L'article 7 ajoute : « L'association ne pourra être privée d'aucun des droits qui lui sont assurés par notre présent arrêté, que dans le cas seulement de non-exécution ou de transgression des dispositions y contenues. »
Vous le voyez, messieurs, le gouvernement hollandais ne prévoyait pas la possibilité de la suppression des barrières sur les grandes routes avec le maintien des barrières sur la route de la Vesdre. En ce cas, le taux de l'indemnité était fixé ; elle était égale au revenu des barrières pendant la dernière année.
Le rachat de la route de la Vesdre a été souvent examiné par le gouvernement. En 1829, à l'occasion du projet de redressement de la route de la Clef à Herve, qui menaçait de ruiner la société concessionnaire, celle-ci (page 867) entre autres propositions, offrit au gouvernement de racheter la concession, moyennant remboursement du capital dépensé, y compris l'intérêt des obligations jusqu'au 10 octobre 1830, s'élevant ensemble à 745,000 florins des Pays-Bas, soit environ 1,600,000 francs.
M. Lion, alors inspecteur en chef des domaines, fut chargé par la commission permanente du syndicat d'amortissement de suivre cette négociation. Le 10 février 1830, il présenta un rapport détaillé concluant « qu'il y avait lieu d'accepter l'offre de rachat, mais au prix seulement de 704,701 florins des Pays-Bas, soit environ 1,500,000 francs. »
C'était, selon ce haut fonctionnaire, le seul moyen de concilier tous les intérêts et de terminer tous les différends.
Voilà donc le rachat reconnu obligatoire pour l'Etat par un de ses fonctionnaires en 1829.
Au mois d'août 1830, après de nouvelles négociations, le rachat avait été résolu par le gouvernement lui-même. Un projet de loi avait été préparé lorsque éclatèrent les événements politiques de septembre 1830. A la suite de la révolution, il ne fut plus question de reprendre le projet élaboré par l'administration précédente.
Pius tard, messieurs, lors de l'établissement du chemin de fer de la Vesdre, qui compromettait, lui aussi, la prospérité de la route nouvelle, qui venait en diminuer le produit, - puisque la voie ferrée longeait parallèlement la route, suivait la même vallée et aboutissait au même point ; - le rachat fut prévu par tous ceux qui alors s'occupaient de la création de notre premier chemin de fer ; le prix de ce rachat était compris dans les frais de la ligne.

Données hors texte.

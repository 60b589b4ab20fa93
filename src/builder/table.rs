//! Builder for constructing transition tables.

use crate::builder::error::BuildError;
use crate::builder::transition::{TransitionBuilder, TransitionRule};
use crate::core::{Event, State};
use crate::table::{Transition, TransitionTable};
use std::collections::hash_map::Entry;
use std::collections::HashMap;

/// Builder for assembling a [`TransitionTable`] rule by rule.
///
/// # Example
///
/// ```
/// use flowstate::builder::{TableBuilder, TransitionBuilder};
/// use flowstate::{event_enum, state_enum};
///
/// state_enum! {
///     enum Door { Closed, Open, Locked }
/// }
///
/// event_enum! {
///     enum Action { Open, Close, Lock }
/// }
///
/// let table = TableBuilder::new()
///     .on(Door::Closed, Action::Open, Door::Open)
///     .on(Door::Open, Action::Close, Door::Closed)
///     .transition(
///         TransitionBuilder::new()
///             .from(Door::Closed)
///             .on(Action::Lock)
///             .to(Door::Locked)
///             .when(|| true),
///     )
///     .unwrap()
///     .build()
///     .unwrap();
///
/// assert_eq!(table.len(), 3);
/// ```
pub struct TableBuilder<S: State, E: Event> {
    rules: Vec<TransitionRule<S, E>>,
}

impl<S: State, E: Event> TableBuilder<S, E> {
    pub fn new() -> Self {
        Self { rules: Vec::new() }
    }

    /// Add an unconditional `from --event--> to` rule.
    pub fn on(mut self, from: S, event: E, to: S) -> Self {
        self.rules.push(TransitionRule {
            from,
            event,
            transition: Transition::Direct(to),
        });
        self
    }

    /// Add the same `event --> to` rule from several source states.
    pub fn on_each<I>(mut self, sources: I, event: E, to: S) -> Self
    where
        I: IntoIterator<Item = S>,
    {
        for from in sources {
            self = self.on(from, event.clone(), to.clone());
        }
        self
    }

    /// Add a rule using a transition builder.
    /// Returns an error if the builder fails validation.
    pub fn transition(mut self, builder: TransitionBuilder<S, E>) -> Result<Self, BuildError> {
        let rule = builder.build()?;
        self.rules.push(rule);
        Ok(self)
    }

    /// Add a pre-built rule.
    pub fn rule(mut self, rule: TransitionRule<S, E>) -> Self {
        self.rules.push(rule);
        self
    }

    /// Build the table.
    /// Fails if no rules were added or a `(state, event)` pair repeats.
    pub fn build(self) -> Result<TransitionTable<S, E>, BuildError> {
        if self.rules.is_empty() {
            return Err(BuildError::NoTransitions);
        }

        let mut rows: HashMap<S, HashMap<E, Transition<S>>> = HashMap::new();
        for rule in self.rules {
            let row = rows.entry(rule.from.clone()).or_default();
            match row.entry(rule.event) {
                Entry::Occupied(occupied) => {
                    return Err(BuildError::DuplicateTransition {
                        state: rule.from.name().to_string(),
                        event: occupied.key().name().to_string(),
                    });
                }
                Entry::Vacant(vacant) => {
                    vacant.insert(rule.transition);
                }
            }
        }

        Ok(TransitionTable::from_rows(rows))
    }
}

impl<S: State, E: Event> Default for TableBuilder<S, E> {
    fn default() -> Self {
        Self::new()
    }
}

#[cfg(test)]
mod tests {
    use super::*;
    use crate::{event_enum, state_enum};

    state_enum! {
        enum TestState {
            Idle,
            Loading,
            Success,
            Error,
        }
        error: [Error]
    }

    event_enum! {
        enum TestEvent {
            Load,
            Succeed,
            Fail,
        }
    }

    #[test]
    fn empty_builder_is_rejected() {
        let result = TableBuilder::<TestState, TestEvent>::new().build();
        assert!(matches!(result, Err(BuildError::NoTransitions)));
    }

    #[test]
    fn duplicate_pair_is_rejected() {
        let result = TableBuilder::new()
            .on(TestState::Idle, TestEvent::Load, TestState::Loading)
            .on(TestState::Idle, TestEvent::Load, TestState::Error)
            .build();

        assert_eq!(
            result.err(),
            Some(BuildError::DuplicateTransition {
                state: "Idle".to_string(),
                event: "Load".to_string(),
            })
        );
    }

    #[test]
    fn on_each_fans_out_sources() {
        let table = TableBuilder::new()
            .on_each(
                [TestState::Success, TestState::Error],
                TestEvent::Load,
                TestState::Loading,
            )
            .build()
            .unwrap();

        assert!(table.contains(&TestState::Success, &TestEvent::Load));
        assert!(table.contains(&TestState::Error, &TestEvent::Load));
        assert_eq!(table.len(), 2);
    }

    #[test]
    fn builder_errors_propagate() {
        let result = TableBuilder::<TestState, TestEvent>::new()
            .transition(TransitionBuilder::new().from(TestState::Idle).to(TestState::Loading));

        assert!(matches!(result, Err(BuildError::MissingEvent)));
    }

    #[test]
    fn prebuilt_rules_are_accepted() {
        let rule = TransitionBuilder::new()
            .from(TestState::Loading)
            .on(TestEvent::Fail)
            .to(TestState::Error)
            .then(|| {})
            .build()
            .unwrap();

        let table = TableBuilder::new().rule(rule).build().unwrap();
        let transition = table.get(&TestState::Loading, &TestEvent::Fail).unwrap();
        assert!(transition.effect().is_some());
    }
}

L'inspecteur en chef, M. Vifquain, calculant la dépense du chemin de fer d'Ostende au Rhin disait, dans un mémoire imprimé en 1833 :
« Il faut ajouter à cette somme le rachat de la concession de la route de la Vesdre, qu'on ne peut éviter et que j'estime à un million. »
MM. Simons et De Ridder, dans leur réponse au mémoire de M. Vifquain, reconnaissaient qu'il serait équitable d'allouer une indemnité aux concessionnaires de la route de la Vesdre, à raison de la diminution des produits des barrières.
« Cette route, disaient-ils, n'existe pas uniquement dans l'intérêt des localités qu'elle parcourt ; elle doit être en quelque sorte comprise dans les grandes voies de communication du royaume. »
Ici même, à la Chambre, lors de la discussion du projet de loi, des orateurs les plus autorisés, et notamment MM. Rodenbach et Dumortier, reconnurent et proclamèrent hautement la nécessité pour l'Etat d'indemniser la société concessionnaire, et de reprendre la route en remboursant le coût de la construction.
Aujourd'hui, messieurs, la situation est bien différente. Ce n'est plus dans l'intérêt des concessionnaires que le rachat doit se faire et peut se faire dans des conditions bien plus favorables qu'autrefois. C'est dans l'intérêt des riverains ; c'est à la suite d'un acte législatif prévu dans l'arrêté de concession ; c'est par des considérations décisives de justice et d'égalité entre les Belges que le rachat est devenu aujourd'hui indispensable.
La route de la Vesdre, messieurs, a été loin de rapporter aux actionnaires l'intérêt des capitaux qui ont été engagés. Les actionnaires ou leurs représentants ont fait une mauvaise affaire ; ils ont perdu, ils n'ont pas eu de leur argent un intérêt rémunérateur.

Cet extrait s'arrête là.